The meetings took place in counties all across the United States, starting with the early Republican primary states, and people would get more and more fired up at what they saw as “us vs. them.” What began as their digital fantasy, sitting alone in their bedrooms late at night clicking on links, was becoming their new reality. The narrative was right in front of them, talking to them, live in the flesh. Whether or not it was real no longer mattered; that it felt real was enough.
sometimes, if a person hears something enough times, they come to believe it. Once those initial individuals were sufficiently exposed to these new narratives, it would be time to have them meet one another so that they could form a group which could then organize. They would share rumors, working one another into deeper paranoia.
Once a county-based group begins self-organizing, you introduce them to a similar group in the next county over. Then you do it again. In time, you’ve created a statewide movement of neurotic, conspiratorial citizens. The alt-right.
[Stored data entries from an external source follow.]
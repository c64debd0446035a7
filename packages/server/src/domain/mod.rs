//! Domain layer: entities, value objects and the interfaces the
//! coordinator consumes (storage, identity, notification, outbound push).

pub mod entity;
pub mod identity;
pub mod notifier;
pub mod pusher;
pub mod store;
pub mod value_object;

pub use entity::{
    DocumentSnapshot, FeedbackEntry, FeedbackRating, HireRecommendation, InvalidFeedback,
    ParticipantRecord, Role, Room, RoomStatus, TransitionViolation,
};
pub use identity::{Identity, IdentityProvider};
pub use notifier::ParticipantNotifier;
pub use pusher::{MessagePushError, MessagePusher, OutboundDrain, OutboundQueue};
pub use store::{RoomStore, StoreError};
pub use value_object::{ApplicationId, ConnectionId, InvalidRoomCode, RoomCode, Timestamp, UserId};

#[cfg(test)]
pub use store::MockRoomStore;
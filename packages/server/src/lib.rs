//! Live interview-room coordination server.
//!
//! This library implements the real-time coordinator of a recruitment
//! platform: the interview-room lifecycle state machine, the live-presence
//! tracker, the WebRTC signaling relay between peers, and the shared code
//! editor broadcast. Durable storage, identity issuance and participant
//! notification are consumed through traits and stay external.

// layers
pub mod domain;
pub mod infrastructure;
pub mod ui;
pub mod usecase;
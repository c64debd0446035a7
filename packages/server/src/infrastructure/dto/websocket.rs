//! WebSocket event vocabulary.
//!
//! A fixed, enumerated set of message kinds with typed payloads; unknown
//! or malformed messages are logged and ignored by the handler. Signal
//! payloads (SDP offers/answers, ICE candidates) pass through as opaque
//! JSON — the coordinator relays the handshake metadata, it never
//! interprets it.

use serde::{Deserialize, Serialize};
use serde_json::Value;

use crate::domain::{ConnectionId, Role};

/// Call-negotiation message kinds relayed between peers.
#[derive(Debug, Clone, Copy, PartialEq, Eq, Serialize, Deserialize)]
#[serde(rename_all = "snake_case")]
pub enum SignalKind {
    Offer,
    Answer,
    IceCandidate,
}

/// Messages a client may send after joining a room.
#[derive(Debug, Clone, Serialize, Deserialize)]
#[serde(tag = "type", rename_all = "snake_case")]
pub enum ClientEvent {
    /// Relay call-negotiation metadata to one specific peer.
    Signal {
        kind: SignalKind,
        payload: Value,
        to: ConnectionId,
    },
    /// Replace the shared editor content for the whole room.
    DocumentEdit { content: String, language: String },
    /// Graceful exit; the server cleans up and closes the socket.
    Leave,
}

/// One peer as presented to clients.
#[derive(Debug, Clone, PartialEq, Serialize, Deserialize)]
pub struct PeerDto {
    pub connection_id: ConnectionId,
    pub user_id: i64,
    pub role: Role,
}

/// Messages the coordinator sends to clients.
#[derive(Debug, Clone, Serialize, Deserialize)]
#[serde(tag = "type", rename_all = "snake_case")]
pub enum ServerEvent {
    /// Sent once to a joiner: its own connection id plus the current peers.
    Peers {
        connection_id: ConnectionId,
        peers: Vec<PeerDto>,
    },
    PeerJoined {
        connection_id: ConnectionId,
        user_id: i64,
        role: Role,
    },
    PeerLeft {
        connection_id: ConnectionId,
        user_id: i64,
    },
    Signal {
        kind: SignalKind,
        payload: Value,
        from: ConnectionId,
    },
    /// Shared editor content changed. `from` is absent when the snapshot
    /// is replayed to a late joiner.
    DocumentUpdated {
        content: String,
        language: String,
        #[serde(skip_serializing_if = "Option::is_none")]
        from: Option<ConnectionId>,
    },
}

#[cfg(test)]
mod tests {
    use super::*;
    use serde_json::json;

    #[test]
    fn client_signal_deserializes_with_opaque_payload() {
        let raw = r#"{
            "type": "signal",
            "kind": "offer",
            "payload": {"sdp": "v=0...", "type": "offer"},
            "to": "7a6f1d2e-3b4c-4d5e-8f90-123456789abc"
        }"#;

        let event: ClientEvent = serde_json::from_str(raw).unwrap();

        match event {
            ClientEvent::Signal { kind, payload, .. } => {
                assert_eq!(kind, SignalKind::Offer);
                assert_eq!(payload["sdp"], json!("v=0..."));
            }
            other => panic!("unexpected event: {other:?}"),
        }
    }

    #[test]
    fn leave_is_a_bare_tagged_message() {
        let event: ClientEvent = serde_json::from_str(r#"{"type": "leave"}"#).unwrap();

        assert!(matches!(event, ClientEvent::Leave));
    }

    #[test]
    fn unknown_event_types_fail_to_parse() {
        assert!(serde_json::from_str::<ClientEvent>(r#"{"type": "eval", "code": "rm -rf"}"#).is_err());
    }

    #[test]
    fn server_events_tag_with_snake_case_type() {
        let event = ServerEvent::PeerLeft {
            connection_id: ConnectionId::generate(),
            user_id: 7,
        };

        let value: Value = serde_json::to_value(&event).unwrap();

        assert_eq!(value["type"], json!("peer_left"));
        assert_eq!(value["user_id"], json!(7));
    }

    #[test]
    fn replayed_document_update_omits_the_from_field() {
        let event = ServerEvent::DocumentUpdated {
            content: "fn main() {}".to_string(),
            language: "rust".to_string(),
            from: None,
        };

        let value: Value = serde_json::to_value(&event).unwrap();

        assert!(value.get("from").is_none());
    }

    #[test]
    fn signal_kind_uses_snake_case_on_the_wire() {
        assert_eq!(
            serde_json::to_string(&SignalKind::IceCandidate).unwrap(),
            "\"ice_candidate\""
        );
    }
}
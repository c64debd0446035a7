//! Verified-identity collaborator interface.
//!
//! Session issuance lives in the surrounding platform; the coordinator
//! only resolves an opaque token into a user id plus a verification flag.

use super::value_object::UserId;

/// The identity a token resolves to.
#[derive(Debug, Clone, Copy, PartialEq)]
pub struct Identity {
    pub user_id: UserId,
    pub verified: bool,
}

/// Resolves opaque session tokens. Implemented by the infrastructure layer.
pub trait IdentityProvider: Send + Sync {
    /// Resolve a token into an identity, or `None` when the token is
    /// invalid, expired or malformed.
    fn current_identity(&self, token: &str) -> Option<Identity>;
}
//! HTTP API payloads for the scheduling/admin surface.

use serde::{Deserialize, Serialize};

use crate::domain::{FeedbackRating, HireRecommendation, RoomStatus};

#[derive(Debug, Deserialize)]
pub struct ScheduleRoomRequest {
    pub application_id: i64,
    /// RFC 3339, or the `YYYY-MM-DDTHH:MM` datetime-local form.
    pub scheduled_time: String,
    #[serde(default)]
    pub duration_minutes: Option<u32>,
    #[serde(default)]
    pub label: Option<String>,
    pub candidate_id: i64,
    #[serde(default)]
    pub interviewer_ids: Vec<i64>,
}

#[derive(Debug, Deserialize)]
pub struct RescheduleRoomRequest {
    pub scheduled_time: String,
    #[serde(default)]
    pub duration_minutes: Option<u32>,
    #[serde(default)]
    pub interviewer_ids: Vec<i64>,
}

#[derive(Debug, Deserialize)]
pub struct TransitionRequest {
    pub status: RoomStatus,
}

#[derive(Debug, Deserialize)]
pub struct FeedbackSubmission {
    pub technical_score: u8,
    pub communication_score: u8,
    pub problem_solving_score: u8,
    pub overall_rating: FeedbackRating,
    #[serde(default)]
    pub notes: String,
    pub recommendation: HireRecommendation,
}

#[derive(Debug, Deserialize)]
pub struct RoomsQuery {
    #[serde(default)]
    pub status: Option<String>,
}

#[derive(Debug, Serialize, Deserialize)]
pub struct RoomSummaryDto {
    pub code: String,
    pub label: String,
    pub application_id: i64,
    pub scheduled_time: String,
    pub duration_minutes: u32,
    pub status: RoomStatus,
}

#[derive(Debug, Serialize, Deserialize)]
pub struct ParticipantDto {
    pub user_id: i64,
    pub role: crate::domain::Role,
    pub joined_at: Option<String>,
    pub left_at: Option<String>,
    pub is_active: bool,
}

#[derive(Debug, Serialize, Deserialize)]
pub struct RoomDetailDto {
    pub code: String,
    pub label: String,
    pub application_id: i64,
    pub scheduled_time: String,
    pub duration_minutes: u32,
    pub status: RoomStatus,
    pub created_by: i64,
    pub created_at: String,
    pub started_at: Option<String>,
    pub ended_at: Option<String>,
    pub participants: Vec<ParticipantDto>,
    /// Connections currently live in this room's group.
    pub live_connections: usize,
}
CA estimated that if only 25 percent of the infrequent voters who began clicking on this new CA content eventually turned out to vote, they could increase statewide turnout for the Republicans in several key states by around 1 percent, which is often the margin of victory in tight races. Steve Bannon loved this. But he wanted CA to go further—and darker. He wanted to test the malleability of the American psyche. He urged us to include what were in effect racially biased questions in our research, to see just how far we could push people.
The firm started testing questions about black people—whether they were capable of succeeding in America without the help of whites, for example, or whether they were genetically predetermined to fail. Bannon believed that the civil rights movement had limited “free thinking” in America. He was determined to liberate people by revealing what he saw as the forbidden truths about race.